Directions for this task:
Only one stretch of the records below should be repeated. It starts with the line containing "let n: Vec<f32>" and goes on through the line containing "d: self.c *", exactly as written.

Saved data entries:
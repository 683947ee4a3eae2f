//! Subprocess invocation behind a trait so perception can be tested without
//! real binaries installed.

use async_trait::async_trait;
use thiserror::Error;
use tokio::process::Command;

#[derive(Debug, Error)]
pub enum CommandError {
    #[error("failed to run {program}: {source}")]
    Spawn {
        program: String,
        #[source]
        source: std::io::Error,
    },
    #[error("{program} exited with code {code}: {stderr}")]
    Exit {
        program: String,
        code: i32,
        stderr: String,
    },
}

#[derive(Debug, Clone, Default)]
pub struct CommandOutput {
    pub stdout: Vec<u8>,
    pub stderr: Vec<u8>,
}

impl CommandOutput {
    pub fn stdout_lossy(&self) -> String {
        String::from_utf8_lossy(&self.stdout).into_owned()
    }
}

#[async_trait]
pub trait CommandRunner: Send + Sync {
    /// Run `program` to completion. A non-zero exit is an error.
    async fn run(&self, program: &str, args: &[String]) -> Result<CommandOutput, CommandError>;
}

/// Runs real processes through `tokio::process`.
#[derive(Debug, Clone, Copy, Default)]
pub struct SystemCommandRunner;

#[async_trait]
impl CommandRunner for SystemCommandRunner {
    async fn run(&self, program: &str, args: &[String]) -> Result<CommandOutput, CommandError> {
        log::debug!("Running {} {}", program, args.join(" "));

        let output = Command::new(program)
            .args(args)
            .kill_on_drop(true)
            .output()
            .await
            .map_err(|source| CommandError::Spawn {
                program: program.to_string(),
                source,
            })?;

        if !output.status.success() {
            return Err(CommandError::Exit {
                program: program.to_string(),
                code: output.status.code().unwrap_or(-1),
                stderr: String::from_utf8_lossy(&output.stderr).trim().to_string(),
            });
        }

        Ok(CommandOutput {
            stdout: output.stdout,
            stderr: output.stderr,
        })
    }
}
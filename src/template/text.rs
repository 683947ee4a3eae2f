//! Positioned text runs read back from a page content stream.
//!
//! Text-positioning and text-state operators are interpreted and the pen
//! advances after every shown glyph. Advances come from the font's `/Widths`
//! when the page resources carry them, otherwise from the standard Helvetica
//! metrics.

use std::collections::HashMap;

use lopdf::content::{Content, Operation};
use lopdf::Object;

/// A piece of shown text and its baseline origin in rendering space.
#[derive(Debug, Clone, PartialEq)]
pub struct TextRun {
    pub text: String,
    pub x: f32,
    pub y: f32,
}

/// How shown text is cut into runs.
#[derive(Debug, Clone, Copy, PartialEq, Eq)]
pub enum Granularity {
    /// One run per showing operator, cut again at word gaps inside `TJ`.
    Runs,
    /// One run per space-separated word.
    Words,
}

/// Glyph advances of one font, in thousandths of a text space unit.
#[derive(Debug, Clone, Default, PartialEq)]
pub struct FontWidths {
    pub first_char: u32,
    pub widths: Vec<f32>,
    pub missing_width: Option<f32>,
}

impl FontWidths {
    pub fn width(&self, code: u32) -> f32 {
        code.checked_sub(self.first_char)
            .and_then(|offset| self.widths.get(offset as usize))
            .copied()
            .or(self.missing_width)
            .unwrap_or_else(|| helvetica_width(code))
    }
}

/// Fonts of one page keyed by resource name.
pub type FontMap = HashMap<Vec<u8>, FontWidths>;

/// Helvetica advances for codes 32..=126 (WinAnsi).
const HELVETICA_ASCII: [u16; 95] = [
    278, 278, 355, 556, 556, 889, 667, 191, 333, 333, 389, 584, 278, 333, 278, 278, // ' '..'/'
    556, 556, 556, 556, 556, 556, 556, 556, 556, 556, // '0'..'9'
    278, 278, 584, 584, 584, 556, 1015, // ':'..'@'
    667, 667, 722, 722, 667, 611, 778, 722, 278, 500, 667, 556, 833, // 'A'..'M'
    722, 778, 667, 778, 722, 667, 611, 722, 667, 944, 667, 667, 611, // 'N'..'Z'
    278, 278, 278, 469, 556, 333, // '['..'`'
    556, 556, 500, 556, 556, 278, 556, 556, 222, 222, 500, 222, 833, // 'a'..'m'
    556, 556, 556, 556, 333, 500, 278, 556, 500, 722, 500, 500, 500, // 'n'..'z'
    334, 260, 334, 584, // '{'..'~'
];

const HELVETICA_DEFAULT_WIDTH: f32 = 556.0;

pub fn helvetica_width(code: u32) -> f32 {
    match code {
        32..=126 => f32::from(HELVETICA_ASCII[(code - 32) as usize]),
        _ => HELVETICA_DEFAULT_WIDTH,
    }
}

/// Used until the first `Tf`.
const DEFAULT_FONT_SIZE: f32 = 12.0;

/// Affine matrix `[a b c d e f]` in PDF row-vector convention.
#[derive(Debug, Clone, Copy, PartialEq)]
struct Matrix {
    a: f32,
    b: f32,
    c: f32,
    d: f32,
    e: f32,
    f: f32,
}

impl Matrix {
    const IDENTITY: Matrix = Matrix {
        a: 1.0,
        b: 0.0,
        c: 0.0,
        d: 1.0,
        e: 0.0,
        f: 0.0,
    };

    fn translation(tx: f32, ty: f32) -> Self {
        Matrix {
            e: tx,
            f: ty,
            ..Matrix::IDENTITY
        }
    }

    fn from_operands(operands: &[Object]) -> Option<Self> {
        if operands.len() != 6 {
            return None;
        }
        let n: Vec<f32> = operands.iter().filter_map(number).collect();
        if n.len() != 6 {
            return None;
        }
        Some(Matrix {
            a: n[0],
            b: n[1],
            c: n[2],
            d: n[3],
            e: n[4],
            f: n[5],
        })
    }

    /// `self × other`
    fn then(&self, other: &Matrix) -> Matrix {
        Matrix {
            a: self.a * other.a + self.b * other.c,
            b: self.a * other.b + self.b * other.d,
            c: self.c * other.a + self.d * other.c,
            d: self.c * other.b + self.d * other.d,
            e: self.e * other.a + self.f * other.c + other.e,
            f: self.e * other.b + self.f * other.d + other.f,
        }
    }
}

fn number(object: &Object) -> Option<f32> {
    match object {
        Object::Integer(value) => Some(*value as f32),
        Object::Real(value) => Some(*value as f32),
        _ => None,
    }
}

/// Decode a PDF string operand. UTF-16BE when it carries a BOM, otherwise
/// each byte is taken as a Latin-1 code point.
pub fn decode_pdf_string(bytes: &[u8]) -> String {
    if bytes.starts_with(&[0xFE, 0xFF]) {
        let units: Vec<u16> = bytes[2..]
            .chunks(2)
            .filter(|pair| pair.len() == 2)
            .map(|pair| u16::from_be_bytes([pair[0], pair[1]]))
            .collect();
        return String::from_utf16_lossy(&units);
    }
    bytes.iter().map(|&byte| byte as char).collect()
}

/// TJ kerning below this (thousandths of an em) reads as a word gap.
const TJ_SPACE_THRESHOLD: f32 = -200.0;

#[derive(Debug, Clone)]
struct TextParams {
    font: Vec<u8>,
    size: f32,
    char_spacing: f32,
    word_spacing: f32,
    /// `Tz` as a fraction.
    scale: f32,
    leading: f32,
}

impl Default for TextParams {
    fn default() -> Self {
        Self {
            font: Vec::new(),
            size: DEFAULT_FONT_SIZE,
            char_spacing: 0.0,
            word_spacing: 0.0,
            scale: 1.0,
            leading: 0.0,
        }
    }
}

struct PendingRun {
    text: String,
    x: f32,
    y: f32,
}

struct TextState<'a> {
    fonts: &'a FontMap,
    granularity: Granularity,
    ctm: Matrix,
    saved: Vec<(Matrix, TextParams)>,
    params: TextParams,
    tm: Matrix,
    tlm: Matrix,
    pending: Option<PendingRun>,
    runs: Vec<TextRun>,
}

impl<'a> TextState<'a> {
    fn new(fonts: &'a FontMap, granularity: Granularity) -> Self {
        Self {
            fonts,
            granularity,
            ctm: Matrix::IDENTITY,
            saved: Vec::new(),
            params: TextParams::default(),
            tm: Matrix::IDENTITY,
            tlm: Matrix::IDENTITY,
            pending: None,
            runs: Vec::new(),
        }
    }

    fn move_line(&mut self, tx: f32, ty: f32) {
        self.tlm = Matrix::translation(tx, ty).then(&self.tlm);
        self.tm = self.tlm;
    }

    fn next_line(&mut self) {
        self.move_line(0.0, -self.params.leading);
    }

    fn origin(&self) -> (f32, f32) {
        let origin = self.tm.then(&self.ctm);
        (origin.e, origin.f)
    }

    fn advance(&mut self, tx: f32) {
        self.tm = Matrix::translation(tx, 0.0).then(&self.tm);
    }

    fn glyph_advance(&self, code: u32) -> f32 {
        let width = self
            .fonts
            .get(&self.params.font)
            .map(|font| font.width(code))
            .unwrap_or_else(|| helvetica_width(code));
        let mut spacing = self.params.char_spacing;
        if code == 32 {
            spacing += self.params.word_spacing;
        }
        (width / 1000.0 * self.params.size + spacing) * self.params.scale
    }

    fn show(&mut self, bytes: &[u8]) {
        for ch in decode_pdf_string(bytes).chars() {
            if ch.is_whitespace() {
                match self.granularity {
                    Granularity::Words => self.flush(),
                    Granularity::Runs => {
                        if let Some(pending) = self.pending.as_mut() {
                            pending.text.push(ch);
                        }
                    }
                }
            } else {
                if self.pending.is_none() {
                    let (x, y) = self.origin();
                    self.pending = Some(PendingRun {
                        text: String::new(),
                        x,
                        y,
                    });
                }
                if let Some(pending) = self.pending.as_mut() {
                    pending.text.push(ch);
                }
            }
            self.advance(self.glyph_advance(ch as u32));
        }
    }

    fn show_array(&mut self, items: &[Object]) {
        for item in items {
            match item {
                Object::String(bytes, _) => self.show(bytes),
                other => {
                    if let Some(adjust) = number(other) {
                        if adjust < TJ_SPACE_THRESHOLD {
                            self.flush();
                        }
                        self.advance(-adjust / 1000.0 * self.params.size * self.params.scale);
                    }
                }
            }
        }
    }

    fn flush(&mut self) {
        if let Some(pending) = self.pending.take() {
            let text = pending.text.trim_end();
            if !text.is_empty() {
                self.runs.push(TextRun {
                    text: text.to_string(),
                    x: pending.x,
                    y: pending.y,
                });
            }
        }
    }

    fn apply(&mut self, operation: &Operation) {
        let operands = &operation.operands;
        match operation.operator.as_str() {
            "q" => self.saved.push((self.ctm, self.params.clone())),
            "Q" => {
                if let Some((ctm, params)) = self.saved.pop() {
                    self.ctm = ctm;
                    self.params = params;
                }
            }
            "cm" => {
                if let Some(matrix) = Matrix::from_operands(operands) {
                    self.ctm = matrix.then(&self.ctm);
                }
            }
            "BT" => {
                self.tm = Matrix::IDENTITY;
                self.tlm = Matrix::IDENTITY;
            }
            "Tf" => {
                if let Some(Object::Name(name)) = operands.first() {
                    self.params.font = name.clone();
                }
                if let Some(size) = operands.get(1).and_then(number) {
                    self.params.size = size;
                }
            }
            "Tc" => {
                if let Some(spacing) = operands.first().and_then(number) {
                    self.params.char_spacing = spacing;
                }
            }
            "Tw" => {
                if let Some(spacing) = operands.first().and_then(number) {
                    self.params.word_spacing = spacing;
                }
            }
            "Tz" => {
                if let Some(scale) = operands.first().and_then(number) {
                    self.params.scale = scale / 100.0;
                }
            }
            "TL" => {
                if let Some(leading) = operands.first().and_then(number) {
                    self.params.leading = leading;
                }
            }
            "Tm" => {
                if let Some(matrix) = Matrix::from_operands(operands) {
                    self.tm = matrix;
                    self.tlm = matrix;
                }
            }
            "Td" | "TD" => {
                if let (Some(tx), Some(ty)) = (
                    operands.first().and_then(number),
                    operands.get(1).and_then(number),
                ) {
                    if operation.operator == "TD" {
                        self.params.leading = -ty;
                    }
                    self.move_line(tx, ty);
                }
            }
            "T*" => self.next_line(),
            "Tj" => {
                if let Some(Object::String(bytes, _)) = operands.first() {
                    self.show(bytes);
                }
                self.flush();
            }
            "'" => {
                self.next_line();
                if let Some(Object::String(bytes, _)) = operands.first() {
                    self.show(bytes);
                }
                self.flush();
            }
            "\"" => {
                if let (Some(word_spacing), Some(char_spacing)) = (
                    operands.first().and_then(number),
                    operands.get(1).and_then(number),
                ) {
                    self.params.word_spacing = word_spacing;
                    self.params.char_spacing = char_spacing;
                }
                self.next_line();
                if let Some(Object::String(bytes, _)) = operands.get(2) {
                    self.show(bytes);
                }
                self.flush();
            }
            "TJ" => {
                if let Some(Object::Array(items)) = operands.first() {
                    self.show_array(items);
                }
                self.flush();
            }
            _ => {}
        }
    }
}

/// Interpret a decoded content stream and collect its text runs.
pub fn runs_from_content(
    content: &Content,
    fonts: &FontMap,
    granularity: Granularity,
) -> Vec<TextRun> {
    let mut state = TextState::new(fonts, granularity);
    for operation in &content.operations {
        state.apply(operation);
    }
    state.flush();
    state.runs
}

/// Parse raw content stream bytes and collect their text runs.
pub fn extract_runs(
    content: &[u8],
    fonts: &FontMap,
    granularity: Granularity,
) -> Result<Vec<TextRun>, lopdf::Error> {
    let content = Content::decode(content)?;
    Ok(runs_from_content(&content, fonts, granularity))
}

Answer space:
        let n: Vec<f32> = operands.iter().filter_map(number).collect();
        if n.len() != 6 {
            return None;
        }
        Some(Matrix {
            a: n[0],
            b: n[1],
            c: n[2],
            d: n[3],
            e: n[4],
            f: n[5],
        })
    }

    /// `self × other`
    fn then(&self, other: &Matrix) -> Matrix {
        Matrix {
            a: self.a * other.a + self.b * other.c,
            b: self.a * other.b + self.b * other.d,
            c: self.c * other.a + self.d * other.c,
            d: self.c * other.b + self.d * other.d,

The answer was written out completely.